**Excerpted records**
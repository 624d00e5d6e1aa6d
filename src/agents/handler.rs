//! Agent handler: wires providers, tools and pipelines together
//!
//! One handler instance owns the whole agent system: the LLM provider
//! registry, the tool router (local tools plus MCP servers), the preset
//! agent roster and the pipeline runner with its session store. HTTP
//! handlers talk to the rest of the crate exclusively through this type.

use std::collections::HashMap;
use std::sync::Arc;

use tracing::{info, warn};

use crate::adapters::daily_plan_tool::SaveDailyPlanTool;
use crate::adapters::mcp_client::McpClientManager;
use crate::adapters::tool_handler::{AgentTool, ToolBinding, ToolRouter};
use crate::agents::config::PipelineConfig;
use crate::agents::core::{Agent, SimpleAgent};
use crate::agents::domain::{EventStream, RunContext, SessionState};
use crate::agents::error::{AgentError, AgentResult};
use crate::agents::llm::{GeminiProvider, LlmProvider, OpenAiProvider, ProviderRegistry};
use crate::agents::memory::{create_store, SessionStore};
use crate::agents::pipeline::PipelineRunner;
use crate::agents::presets;
use crate::config::{LlmProviderSettings, Settings};
use crate::persistence::{PgPlanSink, PlanSink, UnconfiguredSink};

/// Prompt used to kick off a daily-planner run; the real inputs travel in
/// the run context, not the prompt
const PLAN_KICKOFF_PROMPT: &str = "Generate today's trading plan.";

/// Fixed chart reference handed to the strategy analyst
const MORNING_CHART_IMAGE: &str = "morning_chart.png";

/// Facade over the agent system
pub struct AgentHandler {
    runner: PipelineRunner,
    pipelines: HashMap<String, PipelineConfig>,
    store: Arc<dyn SessionStore>,
}

impl AgentHandler {
    /// Build the full agent system from configuration
    ///
    /// Providers whose credentials are missing are skipped with a warning;
    /// pipelines that need them fail at invocation time rather than at
    /// startup. The same applies to the plan database.
    pub async fn from_settings(
        settings: &Settings,
        mcp: Arc<McpClientManager>,
    ) -> AgentResult<Self> {
        let registry = build_registry(&settings.providers);
        let store = create_store(&settings.memory);

        let sink: Arc<dyn PlanSink> = match &settings.database {
            Some(db) => match PgPlanSink::connect(db).await {
                Ok(sink) => Arc::new(sink),
                Err(e) => {
                    warn!("Plan database unavailable: {}", e);
                    Arc::new(UnconfiguredSink)
                }
            },
            None => Arc::new(UnconfiguredSink),
        };

        let agent_configs = presets::default_agents();

        // The orchestrator calls the analyst as a tool. That analyst copy
        // only needs browser tools, so it is built over a bare MCP router
        // before the full router exists.
        let browser_tools = Arc::new(ToolRouter::new(mcp.clone()));
        let mut router = ToolRouter::new(mcp);
        router.register(ToolBinding::Function(Arc::new(SaveDailyPlanTool::new(
            sink,
        ))));

        if let Some(analyst_cfg) = agent_configs.iter().find(|a| a.name == "analyst") {
            match registry.get(&analyst_cfg.provider) {
                Ok(provider) => {
                    let analyst: Arc<dyn Agent> = Arc::new(SimpleAgent::new(
                        analyst_cfg.clone(),
                        provider,
                        browser_tools,
                    ));
                    router.register(ToolBinding::Agent(AgentTool::new(
                        "analyst_agent",
                        "Runs the Forex market analyst on a task and returns its analysis",
                        analyst,
                    )));
                }
                Err(e) => warn!("analyst_agent tool disabled: {}", e),
            }
        }

        let tools = Arc::new(router);

        let mut agents: HashMap<String, Arc<dyn Agent>> = HashMap::new();
        for config in agent_configs {
            match registry.get(&config.provider) {
                Ok(provider) => {
                    let name = config.name.clone();
                    agents.insert(
                        name,
                        Arc::new(SimpleAgent::new(config, provider, tools.clone())),
                    );
                }
                Err(e) => warn!("Agent '{}' disabled: {}", config.name, e),
            }
        }

        info!(agents = agents.len(), "Agent system initialized");

        Ok(Self::new(
            PipelineRunner::new(agents, store.clone()),
            presets::default_pipelines(),
            store,
        ))
    }

    /// Assemble a handler from prebuilt parts
    pub fn new(
        runner: PipelineRunner,
        pipelines: Vec<PipelineConfig>,
        store: Arc<dyn SessionStore>,
    ) -> Self {
        Self {
            runner,
            pipelines: pipelines.into_iter().map(|p| (p.name.clone(), p)).collect(),
            store,
        }
    }

    /// Resolve the pipeline for a requested agent type
    ///
    /// `executor`, `orchestrator` and `planner` map to their pipelines;
    /// anything else, including no type at all, runs the analyst.
    fn pipeline_for(&self, agent_type: Option<&str>) -> AgentResult<&PipelineConfig> {
        let name = match agent_type {
            Some("executor") => "executor",
            Some("orchestrator") => "chat",
            Some("planner") => "daily-planner",
            _ => "analyst",
        };
        self.pipelines
            .get(name)
            .ok_or_else(|| AgentError::NotFound(name.to_string()))
    }

    /// Run the pipeline selected by `agent_type` on a chat message
    pub fn invoke(
        &self,
        message: String,
        session_id: Option<String>,
        agent_type: Option<&str>,
    ) -> AgentResult<EventStream> {
        let pipeline = self.pipeline_for(agent_type)?;
        Ok(self
            .runner
            .run(pipeline, message, session_id, RunContext::new()))
    }

    /// Run the daily-planner pipeline over the supplied strategy inputs
    pub fn plan(
        &self,
        strategy_pdf_text: String,
        broker_url: String,
        session_id: Option<String>,
    ) -> AgentResult<EventStream> {
        let pipeline = self
            .pipelines
            .get("daily-planner")
            .ok_or_else(|| AgentError::NotFound("daily-planner".to_string()))?;

        let mut context = RunContext::new();
        context.set_str("strategy_pdf_text", &strategy_pdf_text);
        context.set_str("broker_url", &broker_url);
        context.set_str("morning_chart_image", MORNING_CHART_IMAGE);

        Ok(self
            .runner
            .run(pipeline, PLAN_KICKOFF_PROMPT.to_string(), session_id, context))
    }

    /// Load one session's history
    pub async fn history(&self, session_id: &str) -> AgentResult<Option<SessionState>> {
        self.store.get(session_id).await
    }

    /// Delete one session's history
    pub async fn clear_history(&self, session_id: &str) -> AgentResult<()> {
        self.store.clear(session_id).await
    }

    /// Delete every session's history
    pub async fn clear_all_history(&self) -> AgentResult<()> {
        self.store.clear_all().await
    }

    /// Names of the agents available to pipelines
    pub fn agent_names(&self) -> Vec<String> {
        self.runner.list_agents()
    }
}

/// Build the provider registry, skipping providers whose credentials are
/// missing so a partially configured deployment still starts
fn build_registry(configured: &HashMap<String, LlmProviderSettings>) -> ProviderRegistry {
    let providers = if configured.is_empty() {
        default_providers()
    } else {
        configured.clone()
    };

    let mut registry = ProviderRegistry::default();
    for (name, config) in &providers {
        let provider: Result<Arc<dyn LlmProvider>, _> = match name.as_str() {
            "openai" => OpenAiProvider::new(config).map(|p| Arc::new(p) as Arc<dyn LlmProvider>),
            "gemini" => GeminiProvider::new(config).map(|p| Arc::new(p) as Arc<dyn LlmProvider>),
            other => {
                warn!("Unknown LLM provider '{}' in configuration, skipping", other);
                continue;
            }
        };
        match provider {
            Ok(p) => registry.register(name.clone(), p),
            Err(e) => warn!("LLM provider '{}' unavailable: {}", name, e),
        }
    }
    registry
}

/// Provider settings used when the config file names none; the preset
/// agents all run on Gemini
fn default_providers() -> HashMap<String, LlmProviderSettings> {
    let mut providers = HashMap::new();
    providers.insert(
        "gemini".to_string(),
        LlmProviderSettings {
            model: "gemini-1.5-pro".to_string(),
            api_key_env: None,
            base_url: None,
            temperature: None,
            max_tokens: None,
        },
    );
    providers
}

**The problem**
If a line of the entries holds the word "PipelineConfig", copy it out.

**Your solution**
use crate::agents::config::PipelineConfig;
    pipelines: HashMap<String, PipelineConfig>,
        pipelines: Vec<PipelineConfig>,
    fn pipeline_for(&self, agent_type: Option<&str>) -> AgentResult<&PipelineConfig> {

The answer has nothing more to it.